The following takes place several years ago, following the purchase of a treadmill at a local sporting goods store. . .
10:00 : Went to U-Haul. Tried to get a moving truck with a ramp and a dolly, because it would be easier and cheaper (surprisingly) than renting a pickup truck and dolly.
10:15 : The inbred idiots in line in front of me are finally gone in their $19.95 a day moving truck, the kind that I want to get too.
10:16 : Clerk informs me that they are out of $19.95 a day moving trucks,but they have some brand new ones that are the same size that he will rent me for $29.95. Figured that it wasn't worth it, so asked for a pickup truck and a dolly.
10:20 : Picking my nose.
10:25 : I went out to the parking lot to do the damage inspection for the truck. I marked up the whole sheet, so as to avoid a fight later about whether or not I made that particular scratch on the bumper. Clerk didn't seem to care.
10:30 : Waiting to turn left on Aurora.
10:35 : On my way in the truck. It smells funny inside.
10:50 : Arrived at Sports Authority. After some humming and hawing, they decide to get my treadmill out from the back. They were surprised that they still had one. Noticed a 'free home delivery and installation' package advertised for treadmills. Didn't even want to know. Figured I had the situation in hand anyway.
11:00 : Talked Bob into helping me load the treadmill into the U-Haul truck. Damn that thing was heavy. Noted that the box had 'Warning, fragile electronic equipment inside' writing all over it.
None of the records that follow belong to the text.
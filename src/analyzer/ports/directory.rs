//! Directory port enumerating live analyzer exchanges.

use crate::analyzer::domain::AnalyzerExchange;
use async_trait::async_trait;
use std::sync::Arc;
use thiserror::Error;

/// Result type for exchange directory operations.
pub type DirectoryResult<T> = Result<T, DirectoryError>;

/// Analyzer exchange discovery contract.
///
/// Implementations return a fresh, current snapshot on every call: nothing
/// is cached, so backends registered or dropped between calls take effect
/// on the next dispatch operation. The returned order is whatever the
/// underlying registry reports; callers must preserve it. No exchange
/// appears twice in one snapshot.
#[async_trait]
pub trait ExchangeDirectory: Send + Sync {
    /// Returns the analyzer exchanges currently registered on the broker.
    ///
    /// # Errors
    ///
    /// Returns [`DirectoryError`] when the registry cannot be reached or
    /// its answer cannot be interpreted.
    async fn analyzer_exchanges(&self) -> DirectoryResult<Vec<AnalyzerExchange>>;
}

/// Errors returned by exchange directory implementations.
#[derive(Debug, Clone, Error)]
pub enum DirectoryError {
    /// The directory could not be reached.
    #[error("exchange directory unavailable: {0}")]
    Unavailable(Arc<dyn std::error::Error + Send + Sync>),

    /// The directory answered with an unexpected HTTP status.
    #[error("exchange directory answered with status {0}")]
    UnexpectedStatus(u16),

    /// Directory data could not be reconstructed into domain types.
    #[error("invalid exchange data: {0}")]
    InvalidExchangeData(Arc<dyn std::error::Error + Send + Sync>),
}

impl DirectoryError {
    /// Wraps a connectivity or protocol error from the directory.
    pub fn unavailable(err: impl std::error::Error + Send + Sync + 'static) -> Self {
        Self::Unavailable(Arc::new(err))
    }

    /// Wraps a data-quality error from a directory row.
    pub fn invalid_exchange_data(err: impl std::error::Error + Send + Sync + 'static) -> Self {
        Self::InvalidExchangeData(Arc::new(err))
    }
}
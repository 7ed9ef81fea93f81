//! Analyzer exchange discovery and dispatch coordination.
//!
//! This module implements the multi-backend analyzer protocol: a directory
//! enumerates the analyzer exchanges currently registered on the broker,
//! the dispatch service addresses each of them over a transport, and the
//! analysis fold merges per-backend replies while removing classified items
//! from the request offered to later backends. The module follows
//! hexagonal architecture:
//!
//! - Domain types in [`domain`]
//! - Port contracts in [`ports`]
//! - Adapter implementations in [`adapters`]
//! - Orchestration services in [`services`]

pub mod adapters;
pub mod domain;
pub mod ports;
pub mod services;
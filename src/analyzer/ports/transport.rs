//! Transport port carrying requests to analyzer exchanges.

use crate::analyzer::domain::{
    AnalyzedItem, CleanIndexRequest, ExchangeName, IndexId, IndexLaunch, IndexResponse,
};
use async_trait::async_trait;
use std::sync::Arc;
use thiserror::Error;

/// Routing key for index requests, common across all backends.
pub const INDEX_ROUTE: &str = "index";

/// Routing key for analysis requests, common across all backends.
pub const ANALYZE_ROUTE: &str = "analyze";

/// Routing key for index deletion requests, common across all backends.
pub const DELETE_ROUTE: &str = "delete";

/// Routing key for index clean requests, common across all backends.
pub const CLEAN_ROUTE: &str = "clean";

/// Result type for analyzer transport operations.
pub type TransportResult<T> = Result<T, TransportError>;

/// Messaging contract between the dispatch coordinator and one backend.
///
/// Each method addresses a backend-specific exchange on a fixed route.
/// `send_index` and `send_analyze` block on a request/reply round trip;
/// `send_clean` and `send_delete` are fire-and-forget: returning `Ok`
/// means the message was handed to the broker, not that any backend acted
/// on it. Retry and backoff policies, where desired, belong behind this
/// port, never in the coordinator.
#[async_trait]
pub trait AnalyzerTransport: Send + Sync {
    /// Sends launches to the [`INDEX_ROUTE`] of the given exchange and
    /// awaits the indexing reply.
    ///
    /// # Errors
    ///
    /// Returns [`TransportError`] when delivery fails or the reply cannot
    /// be decoded.
    async fn send_index(
        &self,
        exchange: &ExchangeName,
        launches: &[IndexLaunch],
    ) -> TransportResult<IndexResponse>;

    /// Sends one launch to the [`ANALYZE_ROUTE`] of the given exchange and
    /// awaits the classification reply.
    ///
    /// On the wire the request body is a single-element sequence wrapping
    /// the launch. `Ok(None)` means the backend produced no reply.
    ///
    /// # Errors
    ///
    /// Returns [`TransportError`] when delivery fails or the reply cannot
    /// be decoded.
    async fn send_analyze(
        &self,
        exchange: &ExchangeName,
        launch: &IndexLaunch,
    ) -> TransportResult<Option<Vec<AnalyzedItem>>>;

    /// Sends a clean request to the [`CLEAN_ROUTE`] of the given exchange.
    ///
    /// # Errors
    ///
    /// Returns [`TransportError`] when the message cannot be handed to the
    /// broker.
    async fn send_clean(
        &self,
        exchange: &ExchangeName,
        request: &CleanIndexRequest,
    ) -> TransportResult<()>;

    /// Sends a bare index id to the [`DELETE_ROUTE`] of the given
    /// exchange.
    ///
    /// # Errors
    ///
    /// Returns [`TransportError`] when the message cannot be handed to the
    /// broker.
    async fn send_delete(
        &self,
        exchange: &ExchangeName,
        index_id: IndexId,
    ) -> TransportResult<()>;
}

/// Errors returned by analyzer transport implementations.
#[derive(Debug, Clone, Error)]
pub enum TransportError {
    /// The message could not be delivered to the exchange.
    #[error("delivery to exchange '{exchange}' failed: {source}")]
    Delivery {
        /// The exchange the message was addressed to.
        exchange: ExchangeName,
        /// The underlying transport failure.
        #[source]
        source: Arc<dyn std::error::Error + Send + Sync>,
    },

    /// A reply arrived but could not be decoded.
    #[error("malformed reply from exchange '{exchange}': {source}")]
    MalformedReply {
        /// The exchange that answered.
        exchange: ExchangeName,
        /// The underlying decode failure.
        #[source]
        source: Arc<dyn std::error::Error + Send + Sync>,
    },
}

impl TransportError {
    /// Wraps a delivery failure against the given exchange.
    pub fn delivery(
        exchange: &ExchangeName,
        err: impl std::error::Error + Send + Sync + 'static,
    ) -> Self {
        Self::Delivery {
            exchange: exchange.clone(),
            source: Arc::new(err),
        }
    }

    /// Wraps a reply-decoding failure from the given exchange.
    pub fn malformed_reply(
        exchange: &ExchangeName,
        err: impl std::error::Error + Send + Sync + 'static,
    ) -> Self {
        Self::MalformedReply {
            exchange: exchange.clone(),
            source: Arc::new(err),
        }
    }
}
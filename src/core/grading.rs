//! Quiz scoring
//!
//! Every option flagged correct is worth one point. A learner earns the point
//! when the option's index appears in their answer for that question. Wrong
//! selections cost nothing. Indices that point past the options of a question,
//! and answers past the last question, are ignored.

use serde::{Deserialize, Serialize};

use super::quiz::{Quiz, Submission};

/// Result of grading one submission
#[derive(Debug, Clone, Copy, PartialEq, Serialize, Deserialize)]
pub struct Grade {
    pub pass: bool,
    /// Percentage of correct options the learner selected (0-100)
    pub score: f64,
    pub earned: usize,
    pub possible: usize,
}

impl Grade {
    fn from_counts(quiz: &Quiz, earned: usize, possible: usize) -> Self {
        // A quiz without any correct option has nothing to earn: score 0,
        // and it passes only when no passing grade is demanded.
        let score = if possible == 0 {
            0.0
        } else {
            earned as f64 * 100.0 / possible as f64
        };

        let pass = if !quiz.requires_passing_grade {
            true
        } else if possible == 0 {
            false
        } else {
            score >= quiz.passing_grade
        };

        Self {
            pass,
            score,
            earned,
            possible,
        }
    }
}

/// Grade a learner's submission against the quiz
pub fn grade(quiz: &Quiz, submission: &Submission) -> Grade {
    let (earned, possible) = quiz.questions.iter().enumerate().fold(
        (0, 0),
        |(earned, possible), (index, question)| {
            let selected = submission.selected(index);
            let correct: Vec<usize> = question.correct_indices().collect();
            let hits = correct
                .iter()
                .filter(|&&option| selected.contains(&option))
                .count();
            (earned + hits, possible + correct.len())
        },
    );

    Grade::from_counts(quiz, earned, possible)
}
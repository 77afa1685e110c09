//! Core business logic module with pure functions
//!
//! This module contains pure functions that implement business logic without any I/O operations.
//! Following the "functional core, imperative shell" pattern, all functions here:
//! - Take inputs and return outputs
//! - Have no side effects
//! - Don't perform file system, network, or database operations
//! - Are easily testable without mocks

pub mod course;
pub mod grading;
pub mod lesson;
pub mod progress;
pub mod quiz;
pub mod sequencing;
pub mod validation;

pub use course::{CourseSnapshot, Group, Lesson};
pub use grading::{grade, Grade};
pub use lesson::{LessonDraft, LessonType, MediaRef};
pub use progress::{course_progress, is_lesson_completed, CourseProgress};
pub use quiz::{Question, Quiz, QuizOption, Submission, DEFAULT_PASSING_GRADE};
pub use sequencing::{
    cursor, first_lesson, group_lessons, sequence, Cursor, LessonGroup, LessonNavigation,
};
pub use validation::{validate_lesson, validate_lesson_all, validate_quiz, validate_quiz_all};
//! Loading command inputs from JSON files

use serde::de::DeserializeOwned;
use std::fs;
use std::path::Path;
use tracing::debug;

use crate::core::CourseSnapshot;
use crate::error::{common, LessonkitError, Result};

/// Read and deserialize a JSON input file
pub fn read_json<T: DeserializeOwned>(path: &Path) -> Result<T> {
    let content = fs::read_to_string(path)
        .map_err(|e| common::input_read_error(path.to_path_buf()).with_source(e))?;

    let value = serde_json::from_str(&content).map_err(|e| {
        LessonkitError::invalid_input(format!("{} is not a valid input: {}", path.display(), e))
            .with_source(e)
    })?;

    debug!("Loaded {} ({} bytes)", path.display(), content.len());
    Ok(value)
}

/// Read a course file
pub fn read_course(path: &Path) -> Result<CourseSnapshot> {
    let course: CourseSnapshot = read_json(path)?;
    debug!(
        "Course has {} groups and {} lessons",
        course.groups.len(),
        course.lessons.len()
    );
    Ok(course)
}
//! Quiz content model and authoring helpers

use serde::{Deserialize, Serialize};

/// Passing grade offered to authors when they create a quiz
pub const DEFAULT_PASSING_GRADE: f64 = 70.0;

/// Title prefix for questions added by the authoring helpers
pub const QUESTION_PLACEHOLDER: &str = "Question";

fn default_passing_grade() -> f64 {
    DEFAULT_PASSING_GRADE
}

/// One answer option of a question
#[derive(Debug, Clone, Default, PartialEq, Serialize, Deserialize)]
#[serde(rename_all = "camelCase")]
pub struct QuizOption {
    pub text: String,
    #[serde(default)]
    pub correct_answer: bool,
}

impl QuizOption {
    pub fn new(text: impl Into<String>, correct_answer: bool) -> Self {
        Self {
            text: text.into(),
            correct_answer,
        }
    }

    pub fn correct(text: impl Into<String>) -> Self {
        Self::new(text, true)
    }

    pub fn wrong(text: impl Into<String>) -> Self {
        Self::new(text, false)
    }
}

#[derive(Debug, Clone, Default, PartialEq, Serialize, Deserialize)]
pub struct Question {
    pub text: String,
    #[serde(default)]
    pub options: Vec<QuizOption>,
}

impl Question {
    pub fn new(text: impl Into<String>, options: Vec<QuizOption>) -> Self {
        Self {
            text: text.into(),
            options,
        }
    }

    fn placeholder(number: usize) -> Self {
        Self::new(
            format!("{QUESTION_PLACEHOLDER} #{number}"),
            vec![QuizOption::default()],
        )
    }

    /// Indices of the options flagged as correct
    pub fn correct_indices(&self) -> impl Iterator<Item = usize> + '_ {
        self.options
            .iter()
            .enumerate()
            .filter(|(_, option)| option.correct_answer)
            .map(|(index, _)| index)
    }

    pub fn has_correct_answer(&self) -> bool {
        self.options.iter().any(|option| option.correct_answer)
    }

    /// Append an empty, incorrect option
    pub fn add_option(&mut self) {
        self.options.push(QuizOption::default());
    }

    /// Remove the option at `index`, returning it if it existed
    pub fn remove_option(&mut self, index: usize) -> Option<QuizOption> {
        (index < self.options.len()).then(|| self.options.remove(index))
    }

    /// Returns false when `index` is out of range
    pub fn set_option_text(&mut self, index: usize, text: impl Into<String>) -> bool {
        match self.options.get_mut(index) {
            Some(option) => {
                option.text = text.into();
                true
            }
            None => false,
        }
    }

    /// Returns false when `index` is out of range
    pub fn set_correct_answer(&mut self, index: usize, correct: bool) -> bool {
        match self.options.get_mut(index) {
            Some(option) => {
                option.correct_answer = correct;
                true
            }
            None => false,
        }
    }
}

#[derive(Debug, Clone, PartialEq, Serialize, Deserialize)]
#[serde(rename_all = "camelCase")]
pub struct Quiz {
    #[serde(default)]
    pub questions: Vec<Question>,
    #[serde(default)]
    pub requires_passing_grade: bool,
    /// Percentage (0-100) a learner must reach when `requires_passing_grade` is set
    #[serde(default = "default_passing_grade")]
    pub passing_grade: f64,
}

impl Default for Quiz {
    fn default() -> Self {
        Self {
            questions: Vec::new(),
            requires_passing_grade: false,
            passing_grade: DEFAULT_PASSING_GRADE,
        }
    }
}

impl Quiz {
    pub fn new(questions: Vec<Question>) -> Self {
        Self {
            questions,
            ..Default::default()
        }
    }

    /// Require learners to reach `passing_grade` percent
    pub fn with_passing_grade(mut self, passing_grade: f64) -> Self {
        self.requires_passing_grade = true;
        self.passing_grade = passing_grade;
        self
    }

    /// Starting point for a new quiz: one placeholder question with one blank option
    pub fn draft(passing_grade: f64) -> Self {
        Self {
            questions: vec![Question::placeholder(1)],
            requires_passing_grade: false,
            passing_grade,
        }
    }

    /// Append a placeholder question numbered after the existing ones
    pub fn add_question(&mut self) -> &mut Question {
        let number = self.questions.len() + 1;
        self.questions.push(Question::placeholder(number));
        let last = self.questions.len() - 1;
        &mut self.questions[last]
    }

    /// Number of options flagged correct across all questions
    pub fn correct_option_count(&self) -> usize {
        self.questions
            .iter()
            .map(|question| question.correct_indices().count())
            .sum()
    }
}

/// Selected option indices per question, positionally aligned with `Quiz::questions`
#[derive(Debug, Clone, Default, PartialEq, Eq, Serialize, Deserialize)]
#[serde(transparent)]
pub struct Submission {
    pub answers: Vec<Vec<usize>>,
}

impl Submission {
    pub fn new(answers: Vec<Vec<usize>>) -> Self {
        Self { answers }
    }

    /// Options picked for question `index`; empty when the learner skipped it
    pub fn selected(&self, index: usize) -> &[usize] {
        self.answers.get(index).map(Vec::as_slice).unwrap_or(&[])
    }
}

impl From<Vec<Vec<usize>>> for Submission {
    fn from(answers: Vec<Vec<usize>>) -> Self {
        Self::new(answers)
    }
}

#[cfg(test)]
mod tests {
    use super::*;

    #[test]
    fn test_quiz_deserializes_with_defaults() {
        let quiz: Quiz = serde_json::from_str(
            r#"{"questions":[{"text":"2+2?","options":[{"text":"4","correctAnswer":true},{"text":"5"}]}]}"#,
        )
        .unwrap();

        assert!(!quiz.requires_passing_grade);
        assert_eq!(quiz.passing_grade, DEFAULT_PASSING_GRADE);
        assert!(!quiz.questions[0].options[1].correct_answer);
        assert_eq!(quiz.correct_option_count(), 1);
    }

    #[test]
    fn test_submission_is_a_plain_nested_array() {
        let submission: Submission = serde_json::from_str("[[0],[],[1,2]]").unwrap();

        assert_eq!(submission.selected(0), &[0]);
        assert!(submission.selected(1).is_empty());
        assert!(submission.selected(7).is_empty());
        assert_eq!(serde_json::to_string(&submission).unwrap(), "[[0],[],[1,2]]");
    }

    #[test]
    fn test_draft_and_add_question() {
        let mut quiz = Quiz::draft(55.0);
        assert_eq!(quiz.questions.len(), 1);
        assert_eq!(quiz.questions[0].text, "Question #1");
        assert_eq!(quiz.questions[0].options, vec![QuizOption::default()]);
        assert_eq!(quiz.passing_grade, 55.0);
        assert!(!quiz.requires_passing_grade);

        let added = quiz.add_question();
        added.add_option();
        assert_eq!(added.text, "Question #2");
        assert_eq!(added.options.len(), 2);
    }

    #[test]
    fn test_option_editing() {
        let mut question = Question::new("Pick", vec![QuizOption::wrong("a")]);
        question.add_option();

        assert!(question.set_option_text(1, "b"));
        assert!(question.set_correct_answer(1, true));
        assert!(!question.set_correct_answer(5, true));
        assert!(!question.set_option_text(5, "nope"));
        assert_eq!(question.correct_indices().collect::<Vec<_>>(), vec![1]);

        assert_eq!(question.remove_option(0), Some(QuizOption::wrong("a")));
        assert_eq!(question.remove_option(3), None);
        assert!(question.has_correct_answer());
    }
}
Noted that I had forgotten get the dolly. Crap.
11:10 : On the highway, headed for home. Beginning to wonder whether or not I can handle the 300+ pound box, which is absolutely huge.
11:15 : Arrived home. Tried to move treadmill out of pickup bed. Open tailgate is about 1/4 inch higher than the bottom of the bed. There is no way I can slide the damn box out.
11:20 : Finally done trying to strong arm it out of the pickup. Arms shaking and back hurts. Remembered something about levers from physics class. Retrieved two shovels from the garage.
11:21 : Managed to work shovels under one end of the box. Shovel heads look like they will make excellent steel feet to help the box slide over the inner tailgate ledge. Hauled back and shoved.
11:22 : Treadmill box on driveway, remarkably still upright.
11:23 : Start to work the box towards the door of the house. Wet sidewalk is amazing in its ability to hold a box fast, yet make the soles of your shoes extra-slippery.
11:30 : Opened the door to the house, took off coat and threw keys on the couch. Proceeded to work box into the doorway.
11:31 : Box wedged tight. Cant move box, can't close door, can't get keys. Looks grim.
11:32 : Box magically moves far enough inside to close door. Get keys and start up truck.
11:35 : Re-fuel truck.
11:40 : Returned truck to U-Haul.
11:45 : Waiting to turn left on Aurora.
11:50 : Cut off four people. Gave everyone in sight the finger. Escort doesn't move very fast anymore.
12:00 : At home. Debating whether to try to move the box out of the livingroom, or not. Figure that my wife would kill me if I left it there.
12:15 : Ecountered another lovely obstacle - the lip of the floor running into the laundry room. Found out I can deadlift 200 pounds, even with my weak back. Better than I thought I could do.
12:20 : Box in place. Want to make sure I didn't break anything inside. Search begins for an exacto knife.
12:21 : Tried to cut box open with scissors. Ha ha ha ha ha ha.. That was cute.
12:24 : Decide to use my little knife that I found in the Escort. Worked great!
12:30 : Saw the words 'Space Saver' inside the box. Space saver my ass. You could fold the treadmill up and store it in, say, a two car garage - provided that you could find a way to move it.